Pero para Wang-mu la agraciada no había sido inaccesible: le había hablado a Qing-jao, ¿no? Así que Qing-jao decidió decir de todas formas lo que anidaba en su corazón.

—Si Wang-mu, viviría alegremente el resto de mis días ciega si pudiera quedar libre de las voces de los dioses.

La boca de Wang-mu se abrió, llena de sorpresa. Sus ojos se ensancharon.

Había sido un error hablar. Qing-jao lo lamentó de inmediato.

—Estaba bromeando —dijo.

—No —replicó Wang-mu—. Ahora estás mintiendo. Antes decías la verdad. —Se acercó, chapoteando descuidadamente por entre los arrozales—. Toda la vida he visto llevar a los agraciados al templo en sus palanquines, con sus brillantes sedas y toda la gente inclinándose a su paso, todos los ordenadores abiertos a ellos. Cuando hablan, su lenguaje suena a música. ¿Quién no querría ser uno de ellos?

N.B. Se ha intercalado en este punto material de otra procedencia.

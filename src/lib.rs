//! Facade crate for wdbot.
//!
//! This crate re-exports the coordinate conversion and tram neighbour types
//! and exposes the file adapters behind the `data` feature.

#![forbid(unsafe_code)]

pub use wdbot_core::{
    ConversionError, GeodeticPoint, GridAxis, NeighbourPair, ProjectedPoint, RouteError,
    StopNameLookup, StopNeighbours, StopRegistry, StopRegistryError, TransitRoute, TransitStop,
    compute_neighbours, convert_to_wgs84,
};

#[cfg(feature = "data")]
pub use wdbot_data::{
    CadastralPoints, GtfsError, GtfsRoutes, NetworkError, RouteTypeFilter, RuianError,
    StopsDocument, StopsError, TramNetwork, TramStop,
};
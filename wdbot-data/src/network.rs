//! Tram network assembled from the stop list and the GTFS feed.

use camino::Utf8Path;
use chrono::NaiveDate;
use log::info;
use thiserror::Error;
use wdbot_core::{StopNeighbours, StopRegistry, StopRegistryError, TransitRoute, compute_neighbours};

use crate::{GtfsError, RouteTypeFilter, StopsDocument, StopsError, gtfs, stops};

/// Errors raised while assembling a tram network.
#[derive(Debug, Error)]
#[non_exhaustive]
pub enum NetworkError {
    /// The stop list could not be read.
    #[error(transparent)]
    Stops(#[from] StopsError),
    /// The GTFS feed could not be read.
    #[error(transparent)]
    Gtfs(#[from] GtfsError),
    /// The stop list maps one platform to two stops.
    #[error("inconsistent stop list")]
    Registry(#[from] StopRegistryError),
}

/// Stops, routes and the neighbour graph of one network.
#[derive(Debug, Clone)]
pub struct TramNetwork {
    stops: StopsDocument,
    registry: StopRegistry,
    routes: Vec<TransitRoute>,
    gtfs_published: Option<NaiveDate>,
    neighbours: StopNeighbours,
}

impl TramNetwork {
    /// Index `stops` and derive neighbours from `routes`.
    ///
    /// # Errors
    /// Returns [`NetworkError::Registry`] when two stops share a platform id.
    pub fn assemble(stops: StopsDocument, routes: Vec<TransitRoute>) -> Result<Self, NetworkError> {
        let registry = stops.registry()?;
        let neighbours = compute_neighbours(&routes, &registry);
        info!(
            "Assembled network of {} stops and {} route directions",
            registry.len(),
            routes.len()
        );
        Ok(Self {
            stops,
            registry,
            routes,
            gtfs_published: None,
            neighbours,
        })
    }

    /// Load the stop list and the tram routes of a GTFS feed.
    ///
    /// # Errors
    /// Propagates stop-list, GTFS and registry failures.
    pub fn load(stops_path: &Utf8Path, gtfs_path: &Utf8Path) -> Result<Self, NetworkError> {
        Self::load_filtered(stops_path, gtfs_path, &RouteTypeFilter::default())
    }

    /// Load the stop list and the routes of a GTFS feed passing `filter`.
    ///
    /// # Errors
    /// Propagates stop-list, GTFS and registry failures.
    pub fn load_filtered(
        stops_path: &Utf8Path,
        gtfs_path: &Utf8Path,
        filter: &RouteTypeFilter,
    ) -> Result<Self, NetworkError> {
        let document = stops::open_tram_stops(stops_path)?;
        let registry = document.registry()?;
        let feed = gtfs::open_routes(gtfs_path, filter, &registry)?;
        Ok(Self::assemble(document, feed.routes)?.with_gtfs_published(feed.published))
    }

    /// Record the publish date of the GTFS feed the routes came from.
    #[must_use]
    pub fn with_gtfs_published(mut self, published: Option<NaiveDate>) -> Self {
        self.gtfs_published = published;
        self
    }

    /// Tram stops of the network.
    #[must_use]
    pub fn stops(&self) -> &StopsDocument {
        &self.stops
    }

    /// Platform-to-stop index.
    #[must_use]
    pub fn registry(&self) -> &StopRegistry {
        &self.registry
    }

    /// Route directions the neighbours were derived from.
    #[must_use]
    pub fn routes(&self) -> &[TransitRoute] {
        &self.routes
    }

    /// Publish date of the GTFS feed, when known.
    #[must_use]
    pub fn gtfs_published(&self) -> Option<NaiveDate> {
        self.gtfs_published
    }

    /// Neighbour pairs of every stop.
    #[must_use]
    pub fn neighbours(&self) -> &StopNeighbours {
        &self.neighbours
    }
}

Qing-jao no podía hablar abiertamente, no podía decir: «Todos los días los dioses me humillan y me hacen ejecutar tareas estúpidas y sin sentido para purificarme, y al día siguiente vuelven a empezar».

—No me creerás, Wang-mu, pero esta vida, aquí en los campos, es mejor.

—¡No! —exclamó Wang-mu—. Te lo han enseñado todo. ¡Sabes todo lo que hay que saber! Puedes hablar muchos idiomas, sabes leer todo tipo de palabras, puedes pensar pensamientos que están tan por encima de los míos como están mis pensamientos por encima de los pensamientos de un caracol.

—Hablas muy bien —dijo Qing-jao—. Tienes que haber ido al colegio.

—¡Colegio! —desdeñó Wang-mu—. ¿Qué es el colegio para niños como yo? Aprendimos a leer, pero sólo lo suficiente para entender las oraciones y los carteles de las calles. Aprendimos nuestros números, pero sólo lo suficiente para hacer la compra. Memorizamos dichos de los sabios, pero sólo los que nos enseñaron para que nos contentáramos con nuestro lugar en la vida y obedeciéramos a aquellos que son más sabios que nosotros.

Qing-jao no sabía que los colegios podían ser así. Pensaba que los niños aprendían las mismas cosas que ella había aprendido de sus tutores. Pero comprendió de inmediato que Si Wang-mu debía de estar diciendo la verdad: un maestro con treinta estudiantes no podía enseñar todas las cosas que Qing-jao había aprendido como única estudiante de muchos maestros.

—Mis padres son muy humildes —repitió Wang-mu—. ¿Por qué iban a perder el tiempo enseñándome más de lo que una sirviente necesita saber? Porque ésa es mi mayor esperanza en la vida, ser muy limpia y convertirme en sirviente en la casa de un hombre rico. Tuvieron mucho cuidado de enseñarme a limpiar un suelo.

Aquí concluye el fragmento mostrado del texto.